Earlier this week, one Colorado town floated the idea of letting its residents buy hunting permits for drones. Now, the FAA has responded to the proposal by telling Americans to please stop thinking about shooting down drones. 

The proposal itself sounds more like a clever way to get Rand Paul-type libertarians to donate to a local government budget than a viable way to protect a town from federal drones. According to the draft of the proposed ordinance, residents of Deer Trail, Colorado could pay $25 a year for a drone hunting permit. And there's a $100 reward for any successful downed drone, providing the unmanned aerial vehicle's "markings and configuration are consistent with those used on any similar craft known to be owned or operated by the United States federal government." 

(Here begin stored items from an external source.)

pub mod javascript;
pub mod python;
pub mod shell;
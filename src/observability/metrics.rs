// In-process counters for admissions and outcomes.
//
// Invariant: every admitted execution increments exactly one outcome counter.

use crate::core::types::ExecutionOutcome;
use serde::{Deserialize, Serialize};
use std::sync::atomic::{AtomicU64, Ordering};
use std::time::Duration;

/// Counter metric (monotonically increasing)
#[derive(Debug, Default)]
pub struct Counter {
    value: AtomicU64,
}

impl Counter {
    pub fn inc(&self) {
        self.value.fetch_add(1, Ordering::Relaxed);
    }

    pub fn add(&self, delta: u64) {
        self.value.fetch_add(delta, Ordering::Relaxed);
    }

    pub fn get(&self) -> u64 {
        self.value.load(Ordering::Relaxed)
    }
}

/// Gauge metric (can go up or down)
#[derive(Debug, Default)]
pub struct Gauge {
    value: AtomicU64,
}

impl Gauge {
    pub fn inc(&self) {
        self.value.fetch_add(1, Ordering::Relaxed);
    }

    pub fn dec(&self) {
        self.value.fetch_sub(1, Ordering::Relaxed);
    }

    pub fn get(&self) -> u64 {
        self.value.load(Ordering::Relaxed)
    }
}

#[derive(Debug, Default)]
pub struct SupervisorMetrics {
    pub admitted: Counter,
    pub rejected_at_capacity: Counter,
    pub rejected_config: Counter,
    pub running: Gauge,

    pub completed: Counter,
    pub timed_out: Counter,
    pub signaled: Counter,
    pub output_limit_exceeded: Counter,
    pub resource_limit_exceeded: Counter,
    pub launch_failed: Counter,
    pub cancelled: Counter,
    pub internal_error: Counter,

    pub cleanup_failures: Counter,
    total_duration_ms: Counter,
}

/// Point-in-time copy of all counters
#[derive(Debug, Clone, Default, PartialEq, Eq, Serialize, Deserialize)]
pub struct MetricsSnapshot {
    pub admitted: u64,
    pub rejected_at_capacity: u64,
    pub rejected_config: u64,
    pub running: u64,
    pub completed: u64,
    pub timed_out: u64,
    pub signaled: u64,
    pub output_limit_exceeded: u64,
    pub resource_limit_exceeded: u64,
    pub launch_failed: u64,
    pub cancelled: u64,
    pub internal_error: u64,
    pub cleanup_failures: u64,
    pub total_duration_ms: u64,
}

impl SupervisorMetrics {
    pub fn new() -> Self {
        Self::default()
    }

    pub fn record_outcome(&self, outcome: &ExecutionOutcome, duration: Duration) {
        let counter = match outcome {
            ExecutionOutcome::Completed { .. } => &self.completed,
            ExecutionOutcome::TimedOut => &self.timed_out,
            ExecutionOutcome::Signaled { .. } => &self.signaled,
            ExecutionOutcome::OutputLimitExceeded => &self.output_limit_exceeded,
            ExecutionOutcome::ResourceLimitExceeded { .. } => &self.resource_limit_exceeded,
            ExecutionOutcome::LaunchFailed { .. } => &self.launch_failed,
            ExecutionOutcome::Cancelled => &self.cancelled,
            ExecutionOutcome::InternalError { .. } => &self.internal_error,
        };
        counter.inc();
        self.total_duration_ms.add(duration.as_millis() as u64);
    }

    /// Number of executions that reached a terminal outcome
    pub fn finished(&self) -> u64 {
        [
            &self.completed,
            &self.timed_out,
            &self.signaled,
            &self.output_limit_exceeded,
            &self.resource_limit_exceeded,
            &self.launch_failed,
            &self.cancelled,
            &self.internal_error,
        ]
        .iter()
        .map(|c| c.get())
        .sum()
    }

    pub fn snapshot(&self) -> MetricsSnapshot {
        MetricsSnapshot {
            admitted: self.admitted.get(),
            rejected_at_capacity: self.rejected_at_capacity.get(),
            rejected_config: self.rejected_config.get(),
            running: self.running.get(),
            completed: self.completed.get(),
            timed_out: self.timed_out.get(),
            signaled: self.signaled.get(),
            output_limit_exceeded: self.output_limit_exceeded.get(),
            resource_limit_exceeded: self.resource_limit_exceeded.get(),
            launch_failed: self.launch_failed.get(),
            cancelled: self.cancelled.get(),
            internal_error: self.internal_error.get(),
            cleanup_failures: self.cleanup_failures.get(),
            total_duration_ms: self.total_duration_ms.get(),
        }
    }
}
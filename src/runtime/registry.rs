use crate::config::types::{Result, RunboxError};
use crate::runtime::adapter::RuntimeAdapter;
use crate::runtime::command::{CommandRuntime, RuntimeSpec};
use crate::runtime::languages::{
    javascript::NodeAdapter,
    python::PythonAdapter,
    shell::{BashAdapter, ShAdapter},
};
use std::collections::BTreeMap;

/// Resolves runtime identifiers (and their aliases) to adapters.
pub struct RuntimeRegistry {
    adapters: BTreeMap<String, Box<dyn RuntimeAdapter>>,
}

fn canonical_id(runtime: &str) -> &str {
    match runtime {
        "python3" | "py" => "python",
        "javascript" | "js" => "node",
        "shell" => "sh",
        other => other,
    }
}

impl RuntimeRegistry {
    /// Built-in runtimes with default interpreter paths
    pub fn with_defaults() -> Self {
        let mut adapters: BTreeMap<String, Box<dyn RuntimeAdapter>> = BTreeMap::new();
        adapters.insert("python".into(), Box::new(PythonAdapter::default()));
        adapters.insert("node".into(), Box::new(NodeAdapter::default()));
        adapters.insert("sh".into(), Box::new(ShAdapter::default()));
        adapters.insert("bash".into(), Box::new(BashAdapter::default()));
        Self { adapters }
    }

    /// Built-ins plus configured overrides and custom runtimes
    pub fn from_specs(specs: &BTreeMap<String, RuntimeSpec>) -> Result<Self> {
        let mut registry = Self::with_defaults();
        for (id, spec) in specs {
            let adapter: Box<dyn RuntimeAdapter> = if spec.command.is_some() {
                Box::new(CommandRuntime::from_spec(id, spec)?)
            } else {
                let interpreter = spec.interpreter.clone().ok_or_else(|| {
                    RunboxError::Config(format!(
                        "runtime '{id}' needs either an interpreter or a command"
                    ))
                })?;
                match canonical_id(id) {
                    "python" => Box::new(PythonAdapter::new(interpreter)),
                    "node" => Box::new(NodeAdapter::new(interpreter)),
                    "sh" => Box::new(ShAdapter::new(interpreter)),
                    "bash" => Box::new(BashAdapter::new(interpreter)),
                    _ => {
                        return Err(RunboxError::Config(format!(
                            "runtime '{id}' is not built in; define a command for it"
                        )))
                    }
                }
            };
            log::debug!("Registered runtime '{}' ({})", id, adapter.interpreter());
            registry
                .adapters
                .insert(canonical_id(id).to_string(), adapter);
        }
        Ok(registry)
    }

    pub fn get(&self, runtime: &str) -> Option<&dyn RuntimeAdapter> {
        self.adapters.get(canonical_id(runtime)).map(|a| a.as_ref())
    }

    pub fn resolve(&self, runtime: &str) -> Result<&dyn RuntimeAdapter> {
        self.get(runtime).ok_or_else(|| {
            RunboxError::Config(format!("unsupported runtime: {runtime}"))
        })
    }

    pub fn adapters(&self) -> impl Iterator<Item = &dyn RuntimeAdapter> {
        self.adapters.values().map(|a| a.as_ref())
    }
}

impl Default for RuntimeRegistry {
    fn default() -> Self {
        Self::with_defaults()
    }
}
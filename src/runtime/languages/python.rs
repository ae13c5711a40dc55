use crate::config::types::ProgramSpec;
use crate::runtime::adapter::{RuntimeAdapter, SourceDelivery};

pub const DEFAULT_INTERPRETER: &str = "/usr/bin/python3";
const SOURCE_FILE: &str = "main.py";

#[derive(Debug, Clone)]
pub struct PythonAdapter {
    interpreter: String,
}

impl PythonAdapter {
    pub fn new(interpreter: impl Into<String>) -> Self {
        Self {
            interpreter: interpreter.into(),
        }
    }
}

impl Default for PythonAdapter {
    fn default() -> Self {
        Self::new(DEFAULT_INTERPRETER)
    }
}

impl RuntimeAdapter for PythonAdapter {
    fn id(&self) -> &str {
        "python"
    }

    fn interpreter(&self) -> &str {
        &self.interpreter
    }

    fn delivery(&self) -> SourceDelivery {
        SourceDelivery::File(SOURCE_FILE.to_string())
    }

    fn program(&self, _source: &str) -> ProgramSpec {
        ProgramSpec {
            // -B: no .pyc in scratch, -S: skip site-packages discovery
            argv: vec![
                self.interpreter.clone(),
                "-B".to_string(),
                "-S".to_string(),
                SOURCE_FILE.to_string(),
            ],
            source_file: Some(SOURCE_FILE.to_string()),
        }
    }

    fn environment(&self) -> Vec<(String, String)> {
        vec![("PYTHONUNBUFFERED".to_string(), "1".to_string())]
    }

    fn hello_source(&self) -> Option<&str> {
        Some("print('ok')")
    }
}
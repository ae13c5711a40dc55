//! Execution core.
//!
//! Lifecycle types, the per-execution supervisor and the admission pool.

pub mod pool;
pub mod supervisor;
pub mod types;
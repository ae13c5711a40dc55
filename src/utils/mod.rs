//! Output collection utilities

pub mod output;
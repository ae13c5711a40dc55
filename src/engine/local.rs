//! Development engine: process group, rlimits and (when writable) a cgroup v2
//! memory ceiling. No namespaces.
//!
//! Good enough to exercise the supervisor end to end on any Linux host.
//! Never use it for untrusted code.

use crate::config::types::{ExecutionId, IsolationConfig, Result, RunboxError};
use crate::core::types::ResourceKind;
use crate::engine::{EngineReport, IsolationEngine};
use crate::kernel::cgroup::{CgroupRoot, ExecutionCgroup, DEFAULT_CGROUP_ROOT};
use crate::kernel::process::{ExitEvidence, ReapStatus};
use nix::sys::resource::{setrlimit, Resource};
use std::os::fd::AsRawFd;
use std::os::unix::process::CommandExt;
use std::path::Path;
use std::process::Command;

#[derive(Debug)]
pub struct LocalEngine {
    /// None: memory falls back to RLIMIT_AS and violations go unreported
    cgroup: Option<CgroupRoot>,
}

impl LocalEngine {
    /// Engine using the default cgroup v2 root when it is writable
    pub fn new() -> Self {
        Self::with_cgroup_root(DEFAULT_CGROUP_ROOT)
    }

    pub fn with_cgroup_root(root: impl AsRef<Path>) -> Self {
        let cgroup = CgroupRoot::detect(root.as_ref());
        if cgroup.is_none() {
            log::warn!(
                "local engine caps memory with RLIMIT_AS only: memory violations are not \
                 reported and runtimes that reserve large address ranges (node) fail to start"
            );
        }
        Self { cgroup }
    }

    /// Engine that never touches cgroups
    pub fn rlimit_only() -> Self {
        Self { cgroup: None }
    }

    /// Cgroup root in use, if any
    pub fn memory_cgroup(&self) -> Option<&CgroupRoot> {
        self.cgroup.as_ref()
    }

    fn execution_cgroup(&self, id: &ExecutionId) -> Option<ExecutionCgroup> {
        let root = self.cgroup.as_ref()?;
        match root.instance(id) {
            Ok(cgroup) => Some(cgroup),
            Err(e) => {
                log::warn!("[{}] {}", id, e);
                None
            }
        }
    }
}

impl Default for LocalEngine {
    fn default() -> Self {
        Self::new()
    }
}

/// RLIMIT_CPU in whole seconds, rounded up
fn cpu_limit_secs(config: &IsolationConfig) -> u64 {
    let ms = config.limits.cpu_time.as_millis() as u64;
    ms.div_ceil(1000).max(1)
}

/// Counter from an execution cgroup; unreadable counts as zero
fn counter(id: &ExecutionId, read: Result<u64>) -> u64 {
    read.unwrap_or_else(|e| {
        log::warn!("[{}] {}", id, e);
        0
    })
}

impl IsolationEngine for LocalEngine {
    fn name(&self) -> &str {
        "local"
    }

    fn command(&self, config: &IsolationConfig, _report_path: &Path) -> Result<Command> {
        let (program, args) = config
            .program
            .argv
            .split_first()
            .ok_or_else(|| RunboxError::Config("empty program argv".to_string()))?;

        let mut cmd = Command::new(program);
        cmd.args(args)
            .env_clear()
            .envs(config.environment.iter().map(|(k, v)| (k, v)))
            .current_dir(&config.filesystem.scratch_dir);

        let memory = config.limits.memory_bytes;
        let cpu = cpu_limit_secs(config);
        let fsize = config.limits.file_size_bytes;

        let procs = match &self.cgroup {
            Some(root) => {
                let cgroup = root.create(
                    &config.execution_id,
                    memory,
                    Some(config.limits.max_processes),
                )?;
                match cgroup.procs_file() {
                    Ok(file) => Some(file),
                    Err(e) => {
                        if let Err(cleanup) = cgroup.remove() {
                            log::warn!("[{}] {}", config.execution_id, cleanup);
                        }
                        return Err(e);
                    }
                }
            }
            None => None,
        };

        // SAFETY: the closure only issues raw syscalls (write, setrlimit, prctl),
        // which are async-signal-safe, and allocates nothing.
        unsafe {
            cmd.pre_exec(move || {
                match &procs {
                    Some(file) => {
                        // "0" moves the writing process
                        if libc::write(file.as_raw_fd(), b"0".as_ptr().cast(), 1) != 1 {
                            return Err(std::io::Error::last_os_error());
                        }
                    }
                    // Address-space cap is the fallback memory limit
                    None => setrlimit(Resource::RLIMIT_AS, memory, memory)?,
                }
                setrlimit(Resource::RLIMIT_CORE, 0, 0)?;
                setrlimit(Resource::RLIMIT_CPU, cpu, cpu + 1)?;
                setrlimit(Resource::RLIMIT_FSIZE, fsize, fsize)?;
                if libc::prctl(libc::PR_SET_NO_NEW_PRIVS, 1, 0, 0, 0) != 0 {
                    return Err(std::io::Error::last_os_error());
                }
                Ok(())
            });
        }

        Ok(cmd)
    }

    fn interpret(
        &self,
        config: &IsolationConfig,
        _report_path: &Path,
        status: &ReapStatus,
    ) -> EngineReport {
        let id = &config.execution_id;
        let mut report = EngineReport::from_reap(status);
        let cpu_limit_ms = config.limits.cpu_time.as_millis() as u64;

        let cgroup = self.execution_cgroup(id);
        let (oom_kills, pids_max_hits) = match &cgroup {
            Some(cgroup) => {
                if let Some(peak) = cgroup.peak_memory() {
                    report.usage.peak_memory_bytes = report.usage.peak_memory_bytes.max(peak);
                }
                (
                    counter(id, cgroup.oom_kills()),
                    counter(id, cgroup.pids_max_hits()),
                )
            }
            None => (0, 0),
        };

        let signalled = match status.exit {
            ExitEvidence::Signaled(libc::SIGXCPU) => Some(ResourceKind::CpuTime),
            ExitEvidence::Signaled(libc::SIGXFSZ) => Some(ResourceKind::FileSize),
            // Hard RLIMIT_CPU is delivered as SIGKILL
            ExitEvidence::Signaled(libc::SIGKILL) if status.cpu_time_ms >= cpu_limit_ms => {
                Some(ResourceKind::CpuTime)
            }
            _ => None,
        };

        report.violation = if oom_kills > 0 {
            Some(ResourceKind::Memory)
        } else {
            signalled.or((pids_max_hits > 0).then_some(ResourceKind::Processes))
        };
        report
    }

    fn applied_controls(&self, _config: &IsolationConfig) -> Vec<&'static str> {
        let mut controls = vec!["cpu_limit", "file_size_limit", "no_new_privileges"];
        if let Some(root) = &self.cgroup {
            controls.push("memory_limit");
            if root.has_pids() {
                controls.push("process_limit");
            }
        }
        controls
    }

    fn release(&self, execution_id: &ExecutionId) -> Result<()> {
        match self.execution_cgroup(execution_id) {
            Some(cgroup) => cgroup.remove(),
            None => Ok(()),
        }
    }
}
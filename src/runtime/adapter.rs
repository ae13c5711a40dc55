use crate::config::types::ProgramSpec;

/// How the source text reaches the program
#[derive(Clone, Debug, PartialEq, Eq)]
pub enum SourceDelivery {
    /// Written to this file name inside the scratch directory
    File(String),
    /// Passed verbatim as a program argument
    Argument,
}

/// Runtime adapter contract.
pub trait RuntimeAdapter: Send + Sync {
    fn id(&self) -> &str;
    /// Executable that must exist for this runtime to work
    fn interpreter(&self) -> &str;
    fn delivery(&self) -> SourceDelivery;
    fn program(&self, source: &str) -> ProgramSpec;

    /// Extra environment for the sandboxed program
    fn environment(&self) -> Vec<(String, String)> {
        Vec::new()
    }

    /// Trivial program that must complete with exit code 0; used by `check-runtimes`
    fn hello_source(&self) -> Option<&str> {
        None
    }
}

The man behind the Deer Trail proposal, who seems to be one of the few people in the town taking it seriously, knows the idea is against the law, but doesn't really care. Phillip Steel, speaking to CNN, said "Is it illegal? Of course it is. But it's also illegal to spy on American citizens...If they fly in town, we will shoot them down."

The FAA, too, is taking the idea very, very seriously, it seems. The agency, which is already behind schedule to meet a 2015 deadline for new regulations governing drone use in the U.S., released a statement reminding Deer Trail that the federal agency is responsible for regulating the air space over the town, and indicating that they'd enforce existing laws to punish any enterprising drone hunters in Colorado or anywhere else. Here's the AP, quoting from the statement: 

A drone "hit by gunfire could crash, causing damage to persons or property on the ground, or it could collide with other objects in the air," the statement said. "Shooting at an unmanned aircraft could result in criminal or civil liability, just as would firing at a manned airplane."

But until the FAA integrates drones into the national airspace, however, the residents of Deer Trail won't have very much "game" out there to shoot down. The FAA hasn't been terribly transparent about the number of unmanned aircraft flights they've authorized in the U.S., but we do know of a few government agencies who do, or who have in the past, used drones to patrol American soil. The Customs and Border Protection, for instance, have stepped up their drone game dramatically recently, even conducting drone missions on behalf of other agencies. And a North Dakota town apparently used a drone on loan from the Department of Homeland Security to catch a cattle thief in 2012.